Battling for Control
GigaMedia Ltd., which makes online gaming software, has battled for more than a year to regain control of a VIE. When GigaMedia tried to replace its China head last year, he refused to step down or turn over the VIE documents and assets necessary for GigaMedia to run its business in China, according to SEC filings. Parts of GigaMedia’s VIE agreements weren’t properly registered with the Chinese government, making it unlikely the company will be able to enforce them through a Chinese court, according to Cadwalader’s August memo.
The U.S. listing of Tudou Holdings Ltd., a Chinese online video company, was delayed by a dispute over the ownership of the VIE that accounts for almost all its revenue. The company filed a registration statement in November. In April, it disclosed a lawsuit in which the ex-wife of founder Gary Wei Wang claimed a share in 76 percent of the VIE’s equity.
In June, Tudou said the lawsuit had been settled. The prospectus for its August listing cautioned prospective buyers that “the shareholders of our VIEs may be involved in personal disputes with third parties that may have an adverse effect on their respective equity interests in the relevant VIE and the validity or enforceability of our contractual arrangements with the relevant VIE and its shareholders.”
While companies already disclose risks associated with VIEs in SEC filings, Boltz says the recent cases should make investors and lawyers write VIE contracts with more details to handle such things as family disputes.
“The VIE structure in fact depends on individuals, so real-life issues which happen every day -- like death, divorce, family disputes, can impact listed companies with large market caps,” he said. “It’s a reminder to think ahead when using VIEs.”
In a flawed VIE structure, the owners’ interests may not be aligned with the shareholders of the listed company, according to Lee. Low share valuations, which mean Chinese entrepreneurs aren’t getting much benefit from their U.S. listings, bring that difference to the fore.
‘Tempted to Walk’
“One concern some of the legal practitioners have is that with very low public company valuation, entrepreneurs might be tempted to walk away from the VIE structure,” Lee said.

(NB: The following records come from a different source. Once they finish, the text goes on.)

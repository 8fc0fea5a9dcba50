//! Configuration error types.

use std::path::PathBuf;
use thiserror::Error;

/// Errors that can occur while loading configuration.
#[derive(Error, Debug)]
pub enum ConfigError {
    /// Configuration file not found.
    #[error("configuration file not found: {path}")]
    FileNotFound {
        /// Path to the missing file.
        path: PathBuf,
    },

    /// Failed to read configuration file.
    #[error("failed to read configuration file: {path}")]
    ReadError {
        /// Path to the file.
        path: PathBuf,
        /// Underlying error.
        #[source]
        source: std::io::Error,
    },

    /// The file extension or format name is not TOML or JSON.
    #[error("unsupported configuration format: {format}")]
    UnsupportedFormat {
        /// The extension or format name.
        format: String,
    },

    /// TOML parsing error.
    #[error("failed to parse TOML configuration: {0}")]
    TomlError(#[from] toml::de::Error),

    /// JSON parsing error.
    #[error("failed to parse JSON configuration: {0}")]
    JsonError(#[from] serde_json::Error),

    /// Environment variable parsing error.
    #[error("failed to parse environment variable {var}: {reason}")]
    EnvParseError {
        /// The environment variable name.
        var: String,
        /// Explanation of the parsing error.
        reason: String,
    },

    /// Invalid configuration value.
    #[error("invalid configuration value for {field}: {reason}")]
    InvalidValue {
        /// Dotted path of the field.
        field: String,
        /// Explanation of why the value is invalid.
        reason: String,
    },
}

impl ConfigError {
    /// Create a new file not found error.
    pub fn file_not_found(path: impl Into<PathBuf>) -> Self {
        Self::FileNotFound { path: path.into() }
    }

    /// Create a new read error.
    pub fn read_error(path: impl Into<PathBuf>, source: std::io::Error) -> Self {
        Self::ReadError {
            path: path.into(),
            source,
        }
    }

    /// Create a new unsupported format error.
    pub fn unsupported_format(format: impl Into<String>) -> Self {
        Self::UnsupportedFormat {
            format: format.into(),
        }
    }

    /// Create a new invalid value error.
    pub fn invalid_value(field: impl Into<String>, reason: impl Into<String>) -> Self {
        Self::InvalidValue {
            field: field.into(),
            reason: reason.into(),
        }
    }

    /// Create a new environment variable parse error.
    pub fn env_parse_error(var: impl Into<String>, reason: impl Into<String>) -> Self {
        Self::EnvParseError {
            var: var.into(),
            reason: reason.into(),
        }
    }
}
//! Structured logging for Somnolence.
//!
//! JSON output for production, pretty output for development, both built on
//! `tracing-subscriber` with an [`EnvFilter`].
//!
//! # Example
//!
//! ```rust,ignore
//! use somnolence_telemetry::logging::{LogConfig, init_logging};
//!
//! init_logging(&LogConfig::development())?;
//!
//! tracing::info!(path = "/hello", status = 200, "request completed");
//! ```

use crate::error::TelemetryError;
use crate::TelemetryResult;
use tracing_subscriber::fmt::format::FmtSpan;
use tracing_subscriber::layer::SubscriberExt;
use tracing_subscriber::util::SubscriberInitExt;
use tracing_subscriber::{EnvFilter, Layer, Registry};

/// Logging configuration.
#[derive(Debug, Clone, PartialEq, Eq)]
pub struct LogConfig {
    /// Whether logging is enabled.
    pub enabled: bool,

    /// Filter directive (e.g., "info", "somnolence_server=debug,hyper=warn").
    pub level: String,

    /// Whether to output JSON format.
    pub json_format: bool,

    /// Whether to include span events (new, close).
    pub span_events: bool,

    /// Whether to include file/line info.
    pub file_line_info: bool,

    /// Whether to include thread IDs.
    pub thread_ids: bool,

    /// Whether to include target (module path).
    pub include_target: bool,
}

impl Default for LogConfig {
    fn default() -> Self {
        Self::production()
    }
}

impl LogConfig {
    /// Creates a development configuration with human-readable output.
    #[must_use]
    pub fn development() -> Self {
        Self {
            enabled: true,
            level: "debug".to_string(),
            json_format: false,
            span_events: true,
            file_line_info: true,
            thread_ids: false,
            include_target: true,
        }
    }

    /// Creates a production configuration with JSON output.
    #[must_use]
    pub fn production() -> Self {
        Self {
            enabled: true,
            level: "info".to_string(),
            json_format: true,
            span_events: false,
            file_line_info: false,
            thread_ids: false,
            include_target: true,
        }
    }
}

impl LogConfig {
    /// Parses [`level`](Self::level) into a filter.
    ///
    /// # Errors
    ///
    /// Returns `TelemetryError::LoggingInit` for an invalid directive.
    pub fn filter(&self) -> TelemetryResult<EnvFilter> {
        EnvFilter::try_new(&self.level)
            .map_err(|e| TelemetryError::LoggingInit(format!("Invalid log level: {e}")))
    }

    fn span_filter(&self) -> FmtSpan {
        if self.span_events {
            FmtSpan::NEW | FmtSpan::CLOSE
        } else {
            FmtSpan::NONE
        }
    }
}

type BoxedLayer = Box<dyn Layer<Registry> + Send + Sync>;

/// Builds the formatting layer selected by `config`.
fn fmt_layer(config: &LogConfig, filter: EnvFilter) -> BoxedLayer {
    let base = tracing_subscriber::fmt::layer()
        .with_span_events(config.span_filter())
        .with_file(config.file_line_info)
        .with_line_number(config.file_line_info)
        .with_thread_ids(config.thread_ids)
        .with_target(config.include_target);

    if config.json_format {
        base.json().with_filter(filter).boxed()
    } else {
        base.pretty().with_filter(filter).boxed()
    }
}

/// Installs the global logging subscriber.
///
/// Does nothing when logging is disabled.
///
/// # Errors
///
/// Returns `TelemetryError::LoggingInit` if the filter is invalid or a
/// global subscriber is already installed.
pub fn init_logging(config: &LogConfig) -> TelemetryResult<()> {
    if !config.enabled {
        return Ok(());
    }

    let layer = fmt_layer(config, config.filter()?);

    tracing_subscriber::registry()
        .with(layer)
        .try_init()
        .map_err(|e| TelemetryError::LoggingInit(e.to_string()))
}

#[cfg(test)]
mod tests {
    use super::*;

    #[test]
    fn test_default_is_production() {
        let config = LogConfig::default();
        assert!(config.enabled);
        assert!(config.json_format);
        assert_eq!(config.level, "info");
        assert_eq!(config, LogConfig::production());
    }

    #[test]
    fn test_development_config() {
        let config = LogConfig::development();
        assert!(!config.json_format);
        assert!(config.span_events);
        assert!(config.file_line_info);
        assert_eq!(config.level, "debug");
    }

    #[test]
    fn test_filter_accepts_directives() {
        let config = LogConfig {
            level: "somnolence_server=debug,hyper=warn,info".to_string(),
            ..Default::default()
        };
        assert!(config.filter().is_ok());
    }

    #[test]
    fn test_disabled_logging() {
        let config = LogConfig {
            enabled: false,
            ..Default::default()
        };
        assert!(init_logging(&config).is_ok());
    }

    #[test]
    fn test_invalid_level_rejected() {
        let config = LogConfig {
            level: "somnolence=loud".to_string(),
            ..Default::default()
        };
        match init_logging(&config) {
            Err(TelemetryError::LoggingInit(msg)) => assert!(msg.contains("Invalid log level")),
            other => panic!("Expected LoggingInit, got {other:?}"),
        }
    }
}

China’s Ministry of Commerce, or Mofcom, is considering new rules for VIEs, spokesman Shen Danyang said last month.
“There are currently no laws or regulations to regulate VIE,” he said at a regular briefing in Beijing on Sept. 20. “Mofcom and other related government agencies are studying ways to regulate such investment.”

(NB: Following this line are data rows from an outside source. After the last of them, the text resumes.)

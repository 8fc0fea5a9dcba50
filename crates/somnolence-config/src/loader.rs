//! Layered configuration loading.
//!
//! Layers apply in order, later ones overriding earlier ones:
//!
//! 1. Defaults (or a preset)
//! 2. Configuration files or strings (TOML or JSON), merged key by key
//! 3. Environment variables `PREFIX__SECTION__KEY`
//!
//! Validation runs last, in [`ConfigLoader::load`].

use std::env;
use std::fs;
use std::path::Path;

use serde_json::Value;

use crate::sections::LogFormat;
use crate::{ConfigError, SomnolenceConfig};

/// Configuration loader.
///
/// # Example
///
/// ```no_run
/// use somnolence_config::ConfigLoader;
///
/// # fn main() -> Result<(), somnolence_config::ConfigError> {
/// let config = ConfigLoader::new()
///     .with_optional_file("somnolence.toml")?
///     .with_env_prefix("SOMNOLENCE")
///     .load()?;
/// # Ok(())
/// # }
/// ```
#[derive(Debug)]
pub struct ConfigLoader {
    config: SomnolenceConfig,
    env_prefix: Option<String>,
}

impl Default for ConfigLoader {
    fn default() -> Self {
        Self::new()
    }
}

impl ConfigLoader {
    /// Creates a loader starting from the defaults.
    #[must_use]
    pub fn new() -> Self {
        Self {
            config: SomnolenceConfig::default(),
            env_prefix: None,
        }
    }

    /// Resets to the defaults.
    #[must_use]
    pub fn with_defaults(mut self) -> Self {
        self.config = SomnolenceConfig::default();
        self
    }

    /// Resets to the development preset.
    ///
    /// ```
    /// use somnolence_config::ConfigLoader;
    ///
    /// let config = ConfigLoader::new().with_development().load().unwrap();
    /// assert_eq!(config.telemetry.logging.level, "debug");
    /// ```
    #[must_use]
    pub fn with_development(mut self) -> Self {
        self.config = SomnolenceConfig::development();
        self
    }

    /// Resets to the production preset.
    #[must_use]
    pub fn with_production(mut self) -> Self {
        self.config = SomnolenceConfig::production();
        self
    }

    /// Merges a configuration file. The format follows the extension
    /// (`.toml` or `.json`).
    ///
    /// # Errors
    ///
    /// Returns `ConfigError` if the file is missing, unreadable, has an
    /// unsupported extension, does not parse or contains unknown keys.
    pub fn with_file<P: AsRef<Path>>(self, path: P) -> Result<Self, ConfigError> {
        let path = path.as_ref();

        if !path.exists() {
            return Err(ConfigError::file_not_found(path));
        }

        let format = path
            .extension()
            .and_then(|e| e.to_str())
            .map(str::to_lowercase)
            .ok_or_else(|| ConfigError::unsupported_format(path.display().to_string()))?;

        let content = fs::read_to_string(path).map_err(|e| ConfigError::read_error(path, e))?;

        self.with_string(&content, &format)
    }

    /// Merges a configuration file if it exists.
    ///
    /// # Errors
    ///
    /// Same as [`with_file`](Self::with_file) when the file exists.
    pub fn with_optional_file<P: AsRef<Path>>(self, path: P) -> Result<Self, ConfigError> {
        if path.as_ref().exists() {
            self.with_file(path)
        } else {
            Ok(self)
        }
    }

    /// Merges configuration from a string in the given format
    /// (`"toml"` or `"json"`).
    ///
    /// Keys present in `content` replace the current values. Keys absent
    /// from it keep theirs.
    ///
    /// ```
    /// use somnolence_config::ConfigLoader;
    ///
    /// let config = ConfigLoader::new()
    ///     .with_string("[server]\nport = 3000", "toml")
    ///     .unwrap()
    ///     .load()
    ///     .unwrap();
    ///
    /// assert_eq!(config.server.port, 3000);
    /// assert_eq!(config.server.host, "0.0.0.0");
    /// ```
    ///
    /// # Errors
    ///
    /// Returns `ConfigError` if the format is unsupported, the content does
    /// not parse or it contains unknown keys.
    pub fn with_string(mut self, content: &str, format: &str) -> Result<Self, ConfigError> {
        let layer: Value = match format.to_lowercase().as_str() {
            "toml" => {
                // Parse strictly first so unknown keys report TOML positions.
                toml::from_str::<SomnolenceConfig>(content)?;
                serde_json::to_value(toml::from_str::<toml::Table>(content)?)?
            }
            "json" => {
                serde_json::from_str::<SomnolenceConfig>(content)?;
                serde_json::from_str(content)?
            }
            other => return Err(ConfigError::unsupported_format(other)),
        };

        let mut merged = serde_json::to_value(&self.config)?;
        merge(&mut merged, layer);
        self.config = serde_json::from_value(merged)?;

        Ok(self)
    }

    /// Reads overrides from environment variables named
    /// `PREFIX__SECTION__KEY`, e.g. `SOMNOLENCE__SERVER__PORT=9000`.
    #[must_use]
    pub fn with_env_prefix(mut self, prefix: &str) -> Self {
        self.env_prefix = Some(prefix.to_uppercase());
        self
    }

    /// Applies environment overrides and validates.
    ///
    /// # Errors
    ///
    /// Returns `ConfigError` if an environment variable does not parse or
    /// names an unknown key, or if validation fails.
    pub fn load(mut self) -> Result<SomnolenceConfig, ConfigError> {
        if let Some(prefix) = self.env_prefix.take() {
            self.apply_env_overrides(&prefix)?;
        }

        self.config.validate()?;

        Ok(self.config)
    }

    /// Returns the configuration without environment overrides or
    /// validation.
    #[must_use]
    pub fn load_unvalidated(self) -> SomnolenceConfig {
        self.config
    }

    fn apply_env_overrides(&mut self, prefix: &str) -> Result<(), ConfigError> {
        let marker = format!("{prefix}__");
        let mut vars: Vec<(String, String)> = env::vars()
            .filter(|(k, _)| k.starts_with(&marker))
            .collect();
        vars.sort();

        for (key, value) in vars {
            self.apply_env_var(&key, &value, prefix)?;
        }

        Ok(())
    }

    fn apply_env_var(&mut self, key: &str, value: &str, prefix: &str) -> Result<(), ConfigError> {
        let path = key
            .strip_prefix(prefix)
            .and_then(|k| k.strip_prefix("__"))
            .ok_or_else(|| ConfigError::env_parse_error(key, "invalid key format"))?;

        let parts: Vec<&str> = path.split("__").collect();
        let server = &mut self.config.server;
        let telemetry = &mut self.config.telemetry;

        match parts.as_slice() {
            ["SERVER", "HOST"] => server.host = value.to_string(),
            ["SERVER", "PORT"] => server.port = parse_number(key, value)?,
            ["SERVER", "SHUTDOWN_TIMEOUT_SECS"] => {
                server.shutdown_timeout_secs = parse_number(key, value)?;
            }
            ["SERVER", "KEEP_ALIVE"] => server.keep_alive = parse_flag(key, value)?,

            ["TELEMETRY", "SERVICE_NAME"] => telemetry.service_name = value.to_string(),
            ["TELEMETRY", "ENVIRONMENT"] => telemetry.environment = value.to_string(),

            ["TELEMETRY", "METRICS", "ENABLED"] => {
                telemetry.metrics.enabled = parse_flag(key, value)?;
            }
            ["TELEMETRY", "METRICS", "ADDR"] => telemetry.metrics.addr = value.to_string(),

            ["TELEMETRY", "LOGGING", "ENABLED"] => {
                telemetry.logging.enabled = parse_flag(key, value)?;
            }
            ["TELEMETRY", "LOGGING", "LEVEL"] => telemetry.logging.level = value.to_string(),
            ["TELEMETRY", "LOGGING", "FORMAT"] => {
                telemetry.logging.format = match value.to_lowercase().as_str() {
                    "json" => LogFormat::Json,
                    "pretty" => LogFormat::Pretty,
                    _ => {
                        return Err(ConfigError::env_parse_error(
                            key,
                            "expected 'json' or 'pretty'",
                        ))
                    }
                };
            }
            ["TELEMETRY", "LOGGING", "SPAN_EVENTS"] => {
                telemetry.logging.span_events = parse_flag(key, value)?;
            }
            ["TELEMETRY", "LOGGING", "FILE_LINE_INFO"] => {
                telemetry.logging.file_line_info = parse_flag(key, value)?;
            }
            ["TELEMETRY", "LOGGING", "INCLUDE_TARGET"] => {
                telemetry.logging.include_target = parse_flag(key, value)?;
            }

            _ => return Err(ConfigError::env_parse_error(key, "unknown configuration key")),
        }

        Ok(())
    }
}

/// Merges `layer` into `base`, recursing into objects.
fn merge(base: &mut Value, layer: Value) {
    match (base, layer) {
        (Value::Object(base), Value::Object(layer)) => {
            for (key, value) in layer {
                match base.get_mut(&key) {
                    Some(slot) => merge(slot, value),
                    None => {
                        base.insert(key, value);
                    }
                }
            }
        }
        (slot, value) => *slot = value,
    }
}

fn parse_number<T: std::str::FromStr>(key: &str, value: &str) -> Result<T, ConfigError> {
    value
        .trim()
        .parse()
        .map_err(|_| ConfigError::env_parse_error(key, "expected integer"))
}

fn parse_flag(key: &str, value: &str) -> Result<bool, ConfigError> {
    parse_bool(value).ok_or_else(|| ConfigError::env_parse_error(key, "expected boolean"))
}

/// Parse a boolean from a string.
fn parse_bool(s: &str) -> Option<bool> {
    match s.to_lowercase().as_str() {
        "true" | "1" | "yes" | "on" => Some(true),
        "false" | "0" | "no" | "off" => Some(false),
        _ => None,
    }
}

While Chinese regulators are unlikely to disrupt companies that have already made the jump to the U.S., the uncertainty affects the market, according to Lester Ross, a Beijing-based partner at Wilmer Cutler Pickering Hale & Dorr LLP.
“Unless the authorities take steps to disavow those who want to do away with it, skepticism in the market about VIE structures will increase,” said Ross. “In other words, the legal fragility of the structure risks hampering capital formation.”